Textile and apparel imports experienced notable growth from August to October, rising 9.8 per cent to 10.7 billion square meter equivalents (SME) in October, according to the Department of Commerce’s Office of Textiles and Apparel (OTEXA). This represents a 33.1 per cent increase compared to the same period last year.
Textile imports totaled 8.22 billion SME in October, up 14 per cent from August and 37.2 per cent year-on-year, while apparel imports stood at 2.51 billion SME, down 2.4 per cent from August but up 21 per cent from last year.
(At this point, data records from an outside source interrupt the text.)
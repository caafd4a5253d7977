// src/handlers/health.rs
// DOCUMENTATION: Health check handler
// PURPOSE: Report service status and database reachability

use actix_web::{web, HttpResponse, Responder};
use serde_json::json;
use sqlx::SqlitePool;

/// GET /health
/// 503 with status "degraded" when the database does not answer
pub async fn health_check(pool: web::Data<SqlitePool>) -> impl Responder {
    let (mut response, status, database) =
        match sqlx::query("SELECT 1").execute(pool.get_ref()).await {
            Ok(_) => (HttpResponse::Ok(), "ok", "ok"),
            Err(e) => {
                log::warn!("Health check database probe failed: {}", e);
                (HttpResponse::ServiceUnavailable(), "degraded", "unavailable")
            }
        };

    response.json(json!({
        "status": status,
        "service": env!("CARGO_PKG_NAME"),
        "version": env!("CARGO_PKG_VERSION"),
        "database": database
    }))
}

pub fn config(cfg: &mut web::ServiceConfig) {
    cfg.route("/health", web::get().to(health_check));
}
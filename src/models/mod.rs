// src/models/mod.rs
// DOCUMENTATION: Models module organization
// PURPOSE: Re-export model components

pub mod doctor;
pub mod review;

pub use doctor::*;
pub use review::*;

use validator::ValidationError;

/// Reject values made only of whitespace
pub fn not_blank(value: &str) -> Result<(), ValidationError> {
    if value.trim().is_empty() {
        return Err(ValidationError::new("blank"));
    }
    Ok(())
}
// src/errors.rs
// DOCUMENTATION: Custom error types and HTTP responses
// PURPOSE: Centralized error handling for entire application

use actix_web::{error::ResponseError, http::StatusCode, HttpResponse};
use serde_json::json;
use thiserror::Error;

/// Application-specific error types
/// Each variant maps to an HTTP status code and a JSON error body
#[derive(Error, Debug)]
pub enum DoctorsError {
    #[error("Doctor not found with id: {0}")]
    DoctorNotFound(i64),

    #[error("Review not found with id: {0}")]
    ReviewNotFound(i64),

    #[error("Database error: {0}")]
    DatabaseError(String),

    #[error("Invalid input: {0}")]
    InvalidInput(String),

    #[error("Validation error: {0}")]
    ValidationError(String),
}

impl DoctorsError {
    fn error_code(&self) -> &'static str {
        match self {
            DoctorsError::DoctorNotFound(_) | DoctorsError::ReviewNotFound(_) => "NOT_FOUND",
            DoctorsError::DatabaseError(_) => "DATABASE_ERROR",
            DoctorsError::InvalidInput(_) => "INVALID_INPUT",
            DoctorsError::ValidationError(_) => "VALIDATION_ERROR",
        }
    }
}

/// Convert DoctorsError to HTTP response
impl ResponseError for DoctorsError {
    fn error_response(&self) -> HttpResponse {
        let body = json!({
            "error": {
                "code": self.error_code(),
                "message": self.to_string(),
                "timestamp": chrono::Utc::now().to_rfc3339()
            }
        });

        HttpResponse::build(self.status_code()).json(body)
    }

    fn status_code(&self) -> StatusCode {
        match self {
            DoctorsError::DoctorNotFound(_) => StatusCode::NOT_FOUND,
            DoctorsError::ReviewNotFound(_) => StatusCode::NOT_FOUND,
            DoctorsError::DatabaseError(_) => StatusCode::INTERNAL_SERVER_ERROR,
            DoctorsError::InvalidInput(_) => StatusCode::BAD_REQUEST,
            DoctorsError::ValidationError(_) => StatusCode::BAD_REQUEST,
        }
    }
}
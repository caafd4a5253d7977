// src/db/review_repository.rs
// DOCUMENTATION: Review database operations
// PURPOSE: Handle create/read/delete operations for doctor reviews

use crate::errors::DoctorsError;
use crate::models::Review;
use sqlx::SqliteConnection;

pub struct ReviewRepository;

impl ReviewRepository {
    /// Create a new review under an existing doctor
    /// The insert selects from `doctor`, so a missing doctor inserts nothing
    /// and the statement still takes the write lock before any read
    pub async fn create_review(
        conn: &mut SqliteConnection,
        doctor_id: i64,
        description: &str,
    ) -> Result<Review, DoctorsError> {
        let review = sqlx::query_as::<_, Review>(
            r#"
            INSERT INTO review (description, doctor_id)
            SELECT ?, id FROM doctor WHERE id = ?
            RETURNING id, description, doctor_id
            "#,
        )
        .bind(description)
        .bind(doctor_id)
        .fetch_optional(&mut *conn)
        .await
        .map_err(|e| {
            log::error!("Failed to create review for doctor {}: {}", doctor_id, e);
            DoctorsError::DatabaseError(format!("Create review failed: {}", e))
        })?
        .ok_or(DoctorsError::DoctorNotFound(doctor_id))?;

        log::info!("Created review {} for doctor {}", review.id, doctor_id);
        Ok(review)
    }

    /// Get a review by ID
    #[allow(dead_code)]
    pub async fn get_by_id(conn: &mut SqliteConnection, id: i64) -> Result<Review, DoctorsError> {
        sqlx::query_as::<_, Review>("SELECT id, description, doctor_id FROM review WHERE id = ?")
            .bind(id)
            .fetch_optional(&mut *conn)
            .await
            .map_err(|e| {
                log::error!("Failed to fetch review {}: {}", id, e);
                DoctorsError::DatabaseError(format!("Fetch review failed: {}", e))
            })?
            .ok_or(DoctorsError::ReviewNotFound(id))
    }

    /// Get reviews for a doctor, oldest first
    pub async fn get_reviews_by_doctor(
        conn: &mut SqliteConnection,
        doctor_id: i64,
    ) -> Result<Vec<Review>, DoctorsError> {
        sqlx::query_as::<_, Review>(
            r#"
            SELECT id, description, doctor_id FROM review
            WHERE doctor_id = ?
            ORDER BY id
            "#,
        )
        .bind(doctor_id)
        .fetch_all(&mut *conn)
        .await
        .map_err(|e| {
            log::error!("Failed to fetch reviews for doctor {}: {}", doctor_id, e);
            DoctorsError::DatabaseError(format!("Fetch reviews failed: {}", e))
        })
    }

    /// Every review, ordered by doctor then id
    /// Used to nest reviews when listing all doctors in one pass
    pub async fn list_all(conn: &mut SqliteConnection) -> Result<Vec<Review>, DoctorsError> {
        sqlx::query_as::<_, Review>(
            "SELECT id, description, doctor_id FROM review ORDER BY doctor_id, id",
        )
        .fetch_all(&mut *conn)
        .await
        .map_err(|e| {
            log::error!("Failed to list reviews: {}", e);
            DoctorsError::DatabaseError(format!("List reviews failed: {}", e))
        })
    }

    /// Delete a single review owned by `doctor_id`
    /// A review under another doctor is left alone and reported as not found
    pub async fn delete_review(
        conn: &mut SqliteConnection,
        doctor_id: i64,
        review_id: i64,
    ) -> Result<Review, DoctorsError> {
        let review = sqlx::query_as::<_, Review>(
            r#"
            DELETE FROM review
            WHERE id = ? AND doctor_id = ?
            RETURNING id, description, doctor_id
            "#,
        )
        .bind(review_id)
        .bind(doctor_id)
        .fetch_optional(&mut *conn)
        .await
        .map_err(|e| {
            log::error!("Delete failed for review {}: {}", review_id, e);
            DoctorsError::DatabaseError(format!("Delete review failed: {}", e))
        })?
        .ok_or(DoctorsError::ReviewNotFound(review_id))?;

        log::info!("Deleted review {} from doctor {}", review.id, doctor_id);
        Ok(review)
    }

    /// Delete all reviews owned by a doctor
    /// Returns the number of removed rows
    pub async fn delete_reviews_by_doctor(
        conn: &mut SqliteConnection,
        doctor_id: i64,
    ) -> Result<u64, DoctorsError> {
        let result = sqlx::query("DELETE FROM review WHERE doctor_id = ?")
            .bind(doctor_id)
            .execute(&mut *conn)
            .await
            .map_err(|e| {
                log::error!("Failed to delete reviews for doctor {}: {}", doctor_id, e);
                DoctorsError::DatabaseError(format!("Delete reviews failed: {}", e))
            })?;

        Ok(result.rows_affected())
    }
}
Year-to-date imports through October reached 87.5 billion SME, a rise of 11.3 per cent from 2023, with textiles climbing 13.8 per cent to 65.7 billion SME and apparel increasing 4.4 per cent to 21.8 billion SME.
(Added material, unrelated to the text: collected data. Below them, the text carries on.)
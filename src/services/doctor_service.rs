// src/services/doctor_service.rs
// DOCUMENTATION: Business logic for doctors and reviews
// PURPOSE: Run each operation as one unit of work between handlers and repositories

use crate::db::{DoctorRepository, ReviewRepository};
use crate::errors::DoctorsError;
use crate::models::{CreateDoctorRequest, CreateReviewRequest, Doctor, DoctorResponse, Review};
use sqlx::{Sqlite, SqlitePool, Transaction};
use std::collections::HashMap;
use validator::Validate;

pub struct DoctorService;

async fn begin(pool: &SqlitePool) -> Result<Transaction<'static, Sqlite>, DoctorsError> {
    pool.begin().await.map_err(|e| {
        log::error!("Failed to begin transaction: {}", e);
        DoctorsError::DatabaseError(format!("Begin transaction failed: {}", e))
    })
}

async fn commit(tx: Transaction<'static, Sqlite>) -> Result<(), DoctorsError> {
    tx.commit().await.map_err(|e| {
        log::error!("Failed to commit transaction: {}", e);
        DoctorsError::DatabaseError(format!("Commit failed: {}", e))
    })
}

fn validate<T: Validate>(req: &T) -> Result<(), DoctorsError> {
    req.validate()
        .map_err(|e| DoctorsError::ValidationError(e.to_string()))
}

// Every method opens its own transaction. An early return through `?` drops
// the transaction, which rolls it back.
//
// Mutating methods issue a write as their first statement. SQLite then takes
// the write lock up front and waits on the busy timeout; a read followed by a
// write would instead fail with SQLITE_BUSY when another writer got there first.
impl DoctorService {
    /// Create a new doctor
    pub async fn create_doctor(
        pool: &SqlitePool,
        req: CreateDoctorRequest,
    ) -> Result<Doctor, DoctorsError> {
        validate(&req)?;

        let mut tx = begin(pool).await?;
        let doctor = DoctorRepository::create_doctor(&mut tx, &req.name).await?;
        commit(tx).await?;
        Ok(doctor)
    }

    /// Add a review to an existing doctor
    /// Returns the owning doctor alongside the review for the confirmation message
    pub async fn create_review(
        pool: &SqlitePool,
        doctor_id: i64,
        req: CreateReviewRequest,
    ) -> Result<(Doctor, Review), DoctorsError> {
        validate(&req)?;

        let mut tx = begin(pool).await?;
        let review = ReviewRepository::create_review(&mut tx, doctor_id, &req.description).await?;
        let doctor = DoctorRepository::get_by_id(&mut tx, doctor_id).await?;
        commit(tx).await?;
        Ok((doctor, review))
    }

    /// List all doctors with their reviews
    pub async fn list_doctors(pool: &SqlitePool) -> Result<Vec<DoctorResponse>, DoctorsError> {
        let mut tx = begin(pool).await?;
        let doctors = DoctorRepository::list_all(&mut tx).await?;
        let reviews = ReviewRepository::list_all(&mut tx).await?;
        commit(tx).await?;

        let mut by_doctor: HashMap<i64, Vec<Review>> = HashMap::new();
        for review in reviews {
            by_doctor.entry(review.doctor_id).or_default().push(review);
        }

        Ok(doctors
            .iter()
            .map(|doctor| {
                let reviews = by_doctor.get(&doctor.id).map(Vec::as_slice).unwrap_or(&[]);
                doctor.to_response(reviews)
            })
            .collect())
    }

    /// Get one doctor with its reviews
    pub async fn get_doctor(pool: &SqlitePool, id: i64) -> Result<DoctorResponse, DoctorsError> {
        let mut tx = begin(pool).await?;
        let doctor = DoctorRepository::get_by_id(&mut tx, id).await?;
        let reviews = ReviewRepository::get_reviews_by_doctor(&mut tx, doctor.id).await?;
        commit(tx).await?;

        Ok(doctor.to_response(&reviews))
    }

    /// Delete a review from a doctor
    /// A missing doctor wins over a missing review when reporting not found
    pub async fn delete_review(
        pool: &SqlitePool,
        doctor_id: i64,
        review_id: i64,
    ) -> Result<(Doctor, Review), DoctorsError> {
        let mut tx = begin(pool).await?;
        let review = match ReviewRepository::delete_review(&mut tx, doctor_id, review_id).await {
            Ok(review) => review,
            Err(DoctorsError::ReviewNotFound(id)) => {
                DoctorRepository::get_by_id(&mut tx, doctor_id).await?;
                return Err(DoctorsError::ReviewNotFound(id));
            }
            Err(e) => return Err(e),
        };
        let doctor = DoctorRepository::get_by_id(&mut tx, doctor_id).await?;
        commit(tx).await?;
        Ok((doctor, review))
    }

    /// Delete a doctor and every review it owns
    pub async fn delete_doctor(pool: &SqlitePool, id: i64) -> Result<Doctor, DoctorsError> {
        let mut tx = begin(pool).await?;
        let removed = ReviewRepository::delete_reviews_by_doctor(&mut tx, id).await?;
        let doctor = DoctorRepository::get_by_id(&mut tx, id).await?;
        DoctorRepository::delete_doctor(&mut tx, doctor.id).await?;
        commit(tx).await?;

        log::info!("Deleted doctor {} with {} review(s)", doctor.id, removed);
        Ok(doctor)
    }
}
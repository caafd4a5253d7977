// src/services/mod.rs
// DOCUMENTATION: Services module organization
// PURPOSE: Re-export service components

pub mod doctor_service;

pub use doctor_service::*;
//! Shared types for the distribution admin client
//!
//! Data-transfer records for every backend resource, auth DTOs
//! and the backend error body.

pub mod client;
pub mod models;
pub mod response;

// Re-exports
pub use serde::{Deserialize, Serialize};

pub use client::{Credentials, LoginRequest, LoginResponse, UserInfo};
pub use models::Role;
pub use response::{ErrorBody, MessageResponse};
For the year ending October 2024, total imports grew 10.6 per cent to 101.4 billion SME. Textile imports jumped 13.5 per cent to 76.2 billion SME, while apparel imports edged up 2.9 per cent to 25.2 billion SME.
Among top source countries, China remained the largest supplier in October with 3.53 billion SME, up 3.8 per cent monthly and 17.7 per cent annually. India and Egypt showed significant gains, with annual increases of 90.7 per cent and 294.6 per cent, respectively. Vietnam (+30.8 per cent) and Turkey (+6.0 per cent) also contributed to the growth. Conversely, Malaysia and Israel saw declines of 15.8 per cent and 44.3 per cent year-on-year.
OTEXA’s data highlights robust global demand, particularly for textiles, despite variability among sourcing nations.